NeuroWebinar & Seminar
1 appointment per week, on Friday at 2.00 pm
**Hybrid seminar: both in presence (max 25 people in Seminar room) and on webex
Hybrid seminar
Friday 8/5/2026 h. 2.00 pm
Antonio Rodríguez-Moreno
Prof. of Physiology and Neuroscience
Universidad Pablo de Olavide – Sevilla
Spike timing-dependent plasticity changes during critical periods. Opening and closing plasticity windows
The mammalian brain has the ability to change in response to experience, a property termed plasticity. Plasticity involves the re-organization of cortical maps during development, and is fundamental for learning and memory. Throughout development, activity sensory-dependent plastic changes occur during permissive and critical periods of plasticity, with environmental influences subsequently shaping brain circuits further, reordering and refining neural connections into the definitive adult circuits. The closing of such permissive windows is associated with the loss of plasticity at particular synapses, producing specific functional effects. Long-term potentiation (LTP) and long-term depression (LTD) of synaptic transmission are the two bestknown forms of plasticity.
Spike timing-dependent plasticity (STDP) is a Hebbian form of long-term synaptic plasticity detected in all species examined to date, from insects to humans. This process is a strong candidate to underlie circuit remodelling during development, as well as that in subsequent learning and memory. In STDP, the order and relative millisecond timing of pre-and postsynaptic action potentials (APs, spikes) determines the direction and magnitude of synaptic changes.

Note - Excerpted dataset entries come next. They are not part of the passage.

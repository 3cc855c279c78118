//! Real-mode Interrupt Vector Table.

use core::fmt;

use log::{info, warn};

use crate::config::{INT10H_VECTOR, IVT_ADDRESS, IVT_ENTRY_SIZE, PAGE_SIZE};
use crate::phys::{FarPtr, PhysMemory};
use crate::protect::MemoryRegion;

pub type IvtEntry = FarPtr;

#[derive(Debug, Copy, Clone, Eq, PartialEq)]
pub enum ClaimError {
    /// Something else already owns the page.
    AddressUnavailable,
}

impl fmt::Display for ClaimError {
    fn fmt(&self, f: &mut fmt::Formatter<'_>) -> fmt::Result {
        match self {
            ClaimError::AddressUnavailable => f.write_str("page is already allocated"),
        }
    }
}

impl core::error::Error for ClaimError {}

/// Firmware page allocator, fixed-address requests only.
pub trait PageAllocator {
    fn allocate_at(&mut self, base: u64, pages: usize) -> Result<(), ClaimError>;
}

pub struct IvtController<'a> {
    memory: &'a mut dyn PhysMemory,
    pages: &'a mut dyn PageAllocator,
}

impl<'a> IvtController<'a> {
    pub fn new(memory: &'a mut dyn PhysMemory, pages: &'a mut dyn PageAllocator) -> Self {
        Self { memory, pages }
    }

    #[inline]
    fn entry_addr(n: u8) -> u64 {
        IVT_ADDRESS + n as u64 * IVT_ENTRY_SIZE
    }

    pub fn read_vector(&self, n: u8) -> IvtEntry {
        let at = Self::entry_addr(n);
        IvtEntry::new(self.memory.read_u16(at + 2), self.memory.read_u16(at))
    }

    /// Does not validate `n`; any vector can be overwritten.
    pub fn write_vector(&mut self, n: u8, entry: IvtEntry) {
        let at = Self::entry_addr(n);
        self.memory.write_u16(at, entry.offset);
        self.memory.write_u16(at + 2, entry.segment);
    }

    /// Takes the page holding the IVT away from the firmware allocator so
    /// nothing is placed over the vectors we patch.
    pub fn claim_page(&mut self) -> Result<(), ClaimError> {
        let page = IVT_ADDRESS & !(PAGE_SIZE - 1);
        match self.pages.allocate_at(page, 1) {
            Ok(()) => {
                info!("[ivt] claimed IVT page at 0x{:x}", page);
                Ok(())
            }
            Err(e) => {
                warn!("[ivt] claiming IVT page at 0x{:x} failed: {}", page, e);
                Err(e)
            }
        }
    }

    /// `true` when int 10h already points into `rom`, whether a real video
    /// BIOS put it there or an earlier run of the shim did.
    pub fn has_handler_installed(&self, rom: MemoryRegion) -> bool {
        let entry = self.read_vector(INT10H_VECTOR);
        if rom.contains(entry.linear()) {
            info!("[ivt] int 10h handler found at {}", entry);
            true
        } else {
            info!("[ivt] no int 10h handler (vector = {})", entry);
            false
        }
    }
}
//! COM1 mirror (QEMU `-serial stdio`) that keeps working when the console does not.

use core::fmt::Write;

use spin::Mutex;
use uart_16550::SerialPort;

static COM1: Mutex<Option<SerialPort>> = Mutex::new(None);

pub unsafe fn init_com1() {
    let mut port = unsafe { SerialPort::new(0x3F8) };
    port.init();
    *COM1.lock() = Some(port);
}

fn write_raw(s: &str) {
    if let Some(ref mut port) = *COM1.lock() {
        for b in s.bytes() {
            if b == b'\n' {
                port.send(b'\r');
            }
            port.send(b);
        }
    }
}

pub struct Serial;

impl Write for Serial {
    fn write_str(&mut self, s: &str) -> core::fmt::Result {
        write_raw(s);
        Ok(())
    }
}

macro_rules! slog {
    ($($arg:tt)*) => {{
        use core::fmt::Write;
        let _ = writeln!(&mut $crate::serial::Serial, $($arg)*);
    }};
}
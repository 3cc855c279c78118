//! Fixed physical layout the shim works against.

use crate::protect::MemoryRegion;

/// Legacy video Option ROM window.
pub const VGA_ROM_ADDRESS: u64 = 0x000C_0000;
pub const VGA_ROM_SIZE: u32 = 0x1_0000; // 64 KiB

/// Real-mode Interrupt Vector Table: 256 far pointers at physical 0.
pub const IVT_ADDRESS: u64 = 0x0000_0000;
pub const IVT_ENTRIES: usize = 256;
pub const IVT_ENTRY_SIZE: u64 = 4;

pub const INT10H_VECTOR: u8 = 0x10;

/// Span the fixed-range MTRR strategy always reprograms, starting at the ROM base.
pub const FIXED_MTRR_SPAN: u32 = 0x2_0000; // 128 KiB

pub const PAGE_SIZE: u64 = 0x1000;

pub const ROM_REGION: MemoryRegion = MemoryRegion::new(VGA_ROM_ADDRESS, VGA_ROM_SIZE);

const _: () = assert!(VGA_ROM_SIZE <= FIXED_MTRR_SPAN);
const _: () = assert!(VGA_ROM_ADDRESS % 16 == 0);
const _: () = assert!(VGA_ROM_ADDRESS + VGA_ROM_SIZE as u64 <= 0x10_0000);
const _: () = assert!((IVT_ENTRIES as u64) * IVT_ENTRY_SIZE <= PAGE_SIZE);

Thus, timingdependent LTP (t-LTP) occurs when a presynaptic spike is followed by a postsynaptic spike, whereas timing-dependent LTD (t-LTD) is induced when this order is inverted, although exceptions exist. A presynaptic form of t-LTD that requires the activation of presynaptic NMDA receptors (preNMDARs) has been described in the hippocampus and in the visual and somatosensory cortices. These presynaptic forms of t-LTD disappear in the first weeks of development, by the fourth week of postnatal development in the mouse hippocampus, although how this loss is brought about is not known. Moreover, it is unclear whether the closing of this window of plasticity in the fourth week of development is reversible or not. Determining the mechanisms that produce the closure of plasticity windows is important when studying the brain responses to experience and injury.
Indeed, defining such processes may have important implications for brain repair, sensorial recovery, the treatment of neurodevelopmental disorders and even, for educational policy.